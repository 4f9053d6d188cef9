//! Type-erased commands and construction by name.
//!
//! [`DynCommand`] is the object-safe face of [`Command`], producing
//! [`CommandOutput`]; every command whose output converts into
//! [`CommandOutput`] gets it for free. [`AnyCommand`] boxes one and is itself
//! a [`Command`], so it can run inside a [`CommandTask`](crate::task::CommandTask).

use std::collections::HashMap;
use std::sync::Arc;

use async_trait::async_trait;

use crate::command::{
    Command, CommandBase, CommandError, CommandKind, CommandMeta, ExecutionContext, ResultCallback,
};
use crate::commands::{
    CoredumpMonitorCommand, GetDeviceInfoCommand, NetworkInterfaceCommand, PreferenceDataCommand,
    RebootCommand, SaveDeviceNameCommand, ShellCommand, SurroundSpeakerRemapCommand,
    SymphonyGroupCommand, SymphonyStatusCommand, SymphonyVolumeAddCommand, UpdateDeviceNameCommand,
    DEFAULT_INTERFACE,
};
use crate::executor::DeviceAdapter;
use crate::output::CommandOutput;
use crate::result::{CommandIdentity, CommandResult};
use crate::retry::RetryConfig;

/// Object-safe command producing [`CommandOutput`].
#[async_trait]
pub trait DynCommand: CommandMeta {
    fn command_base(&self) -> &CommandBase;

    fn command_line(&self) -> String;

    fn check(&self) -> Result<(), CommandError>;

    fn context(&self) -> ExecutionContext;

    fn parse_lines(&self, lines: &[String]) -> CommandResult<CommandOutput>;

    fn parse_output(&self, output: Option<String>) -> CommandResult<CommandOutput>;

    async fn run(&self) -> CommandResult<CommandOutput>;

    async fn run_async(&self, callback: ResultCallback<CommandOutput>);
}

#[async_trait]
impl<C> DynCommand for C
where
    C: Command,
    C::Output: Into<CommandOutput>,
{
    fn command_base(&self) -> &CommandBase {
        Command::base(self)
    }

    fn command_line(&self) -> String {
        Command::shell_command(self)
    }

    fn check(&self) -> Result<(), CommandError> {
        Command::validate(self)
    }

    fn context(&self) -> ExecutionContext {
        Command::execution_context(self)
    }

    fn parse_lines(&self, lines: &[String]) -> CommandResult<CommandOutput> {
        Command::handle_response(self, lines).map(Into::into)
    }

    fn parse_output(&self, output: Option<String>) -> CommandResult<CommandOutput> {
        Command::process_output(self, output).map(Into::into)
    }

    async fn run(&self) -> CommandResult<CommandOutput> {
        Command::execute(self).await.map(Into::into)
    }

    async fn run_async(&self, callback: ResultCallback<CommandOutput>) {
        Command::execute_async(
            self,
            Box::new(move |result: CommandResult<C::Output>| callback(result.map(Into::into))),
        )
        .await;
    }
}

/// A boxed [`DynCommand`] usable wherever a [`Command`] is expected.
pub struct AnyCommand(Box<dyn DynCommand>);

impl AnyCommand {
    pub fn new<C: DynCommand + 'static>(command: C) -> Self {
        Self(Box::new(command))
    }

    pub fn inner(&self) -> &dyn DynCommand {
        self.0.as_ref()
    }
}

impl std::fmt::Debug for AnyCommand {
    fn fmt(&self, f: &mut std::fmt::Formatter<'_>) -> std::fmt::Result {
        f.debug_struct("AnyCommand")
            .field("kind", &self.0.kind())
            .field("identity", &self.0.identity())
            .finish()
    }
}

impl CommandMeta for AnyCommand {
    fn kind(&self) -> CommandKind {
        self.0.kind()
    }

    fn identity(&self) -> CommandIdentity {
        self.0.identity()
    }
}

#[async_trait]
impl Command for AnyCommand {
    type Output = CommandOutput;

    fn base(&self) -> &CommandBase {
        self.0.command_base()
    }

    fn shell_command(&self) -> String {
        self.0.command_line()
    }

    fn handle_response(&self, lines: &[String]) -> CommandResult<CommandOutput> {
        self.0.parse_lines(lines)
    }

    fn validate(&self) -> Result<(), CommandError> {
        self.0.check()
    }

    fn execution_context(&self) -> ExecutionContext {
        self.0.context()
    }

    fn process_output(&self, output: Option<String>) -> CommandResult<CommandOutput> {
        self.0.parse_output(output)
    }

    async fn execute(&self) -> CommandResult<CommandOutput> {
        self.0.run().await
    }

    async fn execute_async(&self, callback: ResultCallback<CommandOutput>) {
        self.0.run_async(callback).await
    }
}

/// Builds commands from their snake_case kind names.
///
/// Recognised parameters: `name` for the device-name commands,
/// `interface` for `network_interface`, `sync` for `reboot` and
/// `command` for `shell`.
#[derive(Clone)]
pub struct CommandFactory {
    adapter: Arc<dyn DeviceAdapter>,
    retry: RetryConfig,
}

impl CommandFactory {
    pub fn new(adapter: Arc<dyn DeviceAdapter>) -> Self {
        Self {
            adapter,
            retry: RetryConfig::none(),
        }
    }

    /// Retry settings for the commands' synchronous path.
    pub fn with_retry(mut self, retry: RetryConfig) -> Self {
        self.retry = retry;
        self
    }

    /// One-shot construction with default settings.
    pub fn create(
        kind_name: &str,
        adapter: Arc<dyn DeviceAdapter>,
        params: &HashMap<String, String>,
    ) -> Result<AnyCommand, CommandError> {
        Self::new(adapter).build(kind_name.parse()?, params)
    }

    pub fn build_by_name(&self, kind_name: &str, params: &HashMap<String, String>) -> Result<AnyCommand, CommandError> {
        self.build(kind_name.parse()?, params)
    }

    pub fn build(&self, kind: CommandKind, params: &HashMap<String, String>) -> Result<AnyCommand, CommandError> {
        let adapter = self.adapter.clone();
        let retry = self.retry.clone();
        let command = match kind {
            CommandKind::GetDeviceInfo => AnyCommand::new(GetDeviceInfoCommand::new(adapter).with_retry(retry)),
            CommandKind::SaveDeviceName => AnyCommand::new(
                SaveDeviceNameCommand::new(adapter, required(params, "name")?)?.with_retry(retry),
            ),
            CommandKind::UpdateDeviceName => AnyCommand::new(
                UpdateDeviceNameCommand::new(adapter, required(params, "name")?)?.with_retry(retry),
            ),
            CommandKind::SymphonyStatus => AnyCommand::new(SymphonyStatusCommand::new(adapter).with_retry(retry)),
            CommandKind::SymphonyGroup => AnyCommand::new(SymphonyGroupCommand::new(adapter).with_retry(retry)),
            CommandKind::SymphonyVolumeAdd => {
                AnyCommand::new(SymphonyVolumeAddCommand::new(adapter).with_retry(retry))
            }
            CommandKind::SurroundSpeakerRemap => {
                AnyCommand::new(SurroundSpeakerRemapCommand::new(adapter).with_retry(retry))
            }
            CommandKind::PreferenceData => AnyCommand::new(PreferenceDataCommand::new(adapter).with_retry(retry)),
            CommandKind::NetworkInterface => {
                let interface = params.get("interface").map(String::as_str).unwrap_or(DEFAULT_INTERFACE);
                AnyCommand::new(NetworkInterfaceCommand::new(adapter, interface)?.with_retry(retry))
            }
            CommandKind::CoredumpMonitor => AnyCommand::new(CoredumpMonitorCommand::new(adapter).with_retry(retry)),
            CommandKind::Reboot => {
                let sync = match params.get("sync") {
                    Some(value) => parse_bool(value)
                        .ok_or_else(|| CommandError::InvalidParameter(format!("sync: {}", value)))?,
                    None => true,
                };
                AnyCommand::new(RebootCommand::new(adapter).with_sync(sync))
            }
            CommandKind::Shell => {
                AnyCommand::new(ShellCommand::new(adapter, required(params, "command")?)?.with_retry(retry))
            }
        };
        tracing::debug!(kind = %kind, identity = %command.identity(), "Created command");
        Ok(command)
    }
}

fn required<'a>(params: &'a HashMap<String, String>, key: &str) -> Result<&'a str, CommandError> {
    params
        .get(key)
        .map(String::as_str)
        .ok_or_else(|| CommandError::InvalidParameter(format!("missing parameter '{}'", key)))
}

/// Parse a boolean command parameter (`true`/`false`, `1`/`0`, `yes`/`no`, `on`/`off`).
pub fn parse_bool(value: &str) -> Option<bool> {
    match value.trim().to_ascii_lowercase().as_str() {
        "true" | "1" | "yes" | "on" => Some(true),
        "false" | "0" | "no" | "off" => Some(false),
        _ => None,
    }
}

#[cfg(test)]
mod tests {
    use super::*;
    use crate::testing::MockAdapter;

    fn params(pairs: &[(&str, &str)]) -> HashMap<String, String> {
        pairs
            .iter()
            .map(|(k, v)| (k.to_string(), v.to_string()))
            .collect()
    }

    #[test]
    fn test_every_kind_can_be_built() {
        let factory = CommandFactory::new(Arc::new(MockAdapter::new()));
        let all = params(&[("name", "Den"), ("command", "uptime")]);
        for kind in CommandKind::ALL {
            let cmd = factory.build(kind, &all).unwrap();
            assert_eq!(cmd.kind(), kind);
            assert!(!cmd.shell_command().is_empty());
        }
    }

    #[test]
    fn test_unknown_kind_and_missing_params() {
        let adapter: Arc<dyn DeviceAdapter> = Arc::new(MockAdapter::new());
        assert!(matches!(
            CommandFactory::create("warp_drive", adapter.clone(), &HashMap::new()),
            Err(CommandError::UnknownKind(_))
        ));
        assert!(matches!(
            CommandFactory::create("save_device_name", adapter.clone(), &HashMap::new()),
            Err(CommandError::InvalidParameter(_))
        ));
        assert!(matches!(
            CommandFactory::create("reboot", adapter, &params(&[("sync", "maybe")])),
            Err(CommandError::InvalidParameter(_))
        ));
    }

    #[tokio::test]
    async fn test_erased_command_keeps_overrides() {
        let mock = Arc::new(MockAdapter::new());
        mock.push_no_output();
        let cmd = CommandFactory::create("coredump_monitor", mock, &HashMap::new()).unwrap();

        let result = cmd.execute().await;
        assert_eq!(result.into_data(), Some(CommandOutput::CoreDumps(Default::default())));
    }

    #[tokio::test]
    async fn test_erased_command_output() {
        let mock = Arc::new(MockAdapter::new());
        mock.push_output("ifconfig: wlan9: error fetching interface information: Device not found");
        let cmd = CommandFactory::create("network_interface", mock.clone(), &params(&[("interface", "wlan9")]))
            .unwrap();

        let result = cmd.execute().await;
        let Some(CommandOutput::NetworkInterface(info)) = result.data() else {
            panic!("unexpected result: {result}");
        };
        assert_eq!(info.interface, "wlan9");
        assert_eq!(info.status, "N/A");
        assert!(result.is_from(cmd.identity()));
        assert_eq!(mock.commands(), vec!["ifconfig wlan9".to_string()]);
    }
}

**BRIEF**:
Retype the listing from its first line onward, stopping after the line that contains "use crate::retry::RetryConfig;" has been retyped in full.

**WRITTEN ANSWER**:
repository 4f9053d6d188cef9
//! Type-erased commands and construction by name.
//!
//! [`DynCommand`] is the object-safe face of [`Command`], producing
//! [`CommandOutput`]; every command whose output converts into
//! [`CommandOutput`] gets it for free. [`AnyCommand`] boxes one and is itself
//! a [`Command`], so it can run inside a [`CommandTask`](crate::task::CommandTask).

use std::collections::HashMap;
use std::sync::Arc;

use async_trait::async_trait;

use crate::command::{
    Command, CommandBase, CommandError, CommandKind, CommandMeta, ExecutionContext, ResultCallback,
};
use crate::commands::{
    CoredumpMonitorCommand, GetDeviceInfoCommand, NetworkInterfaceCommand, PreferenceDataCommand,
    RebootCommand, SaveDeviceNameCommand, ShellCommand, SurroundSpeakerRemapCommand,
    SymphonyGroupCommand, SymphonyStatusCommand, SymphonyVolumeAddCommand, UpdateDeviceNameCommand,
    DEFAULT_INTERFACE,
};
use crate::executor::DeviceAdapter;
use crate::output::CommandOutput;
use crate::result::{CommandIdentity, CommandResult};
use crate::retry::RetryConfig;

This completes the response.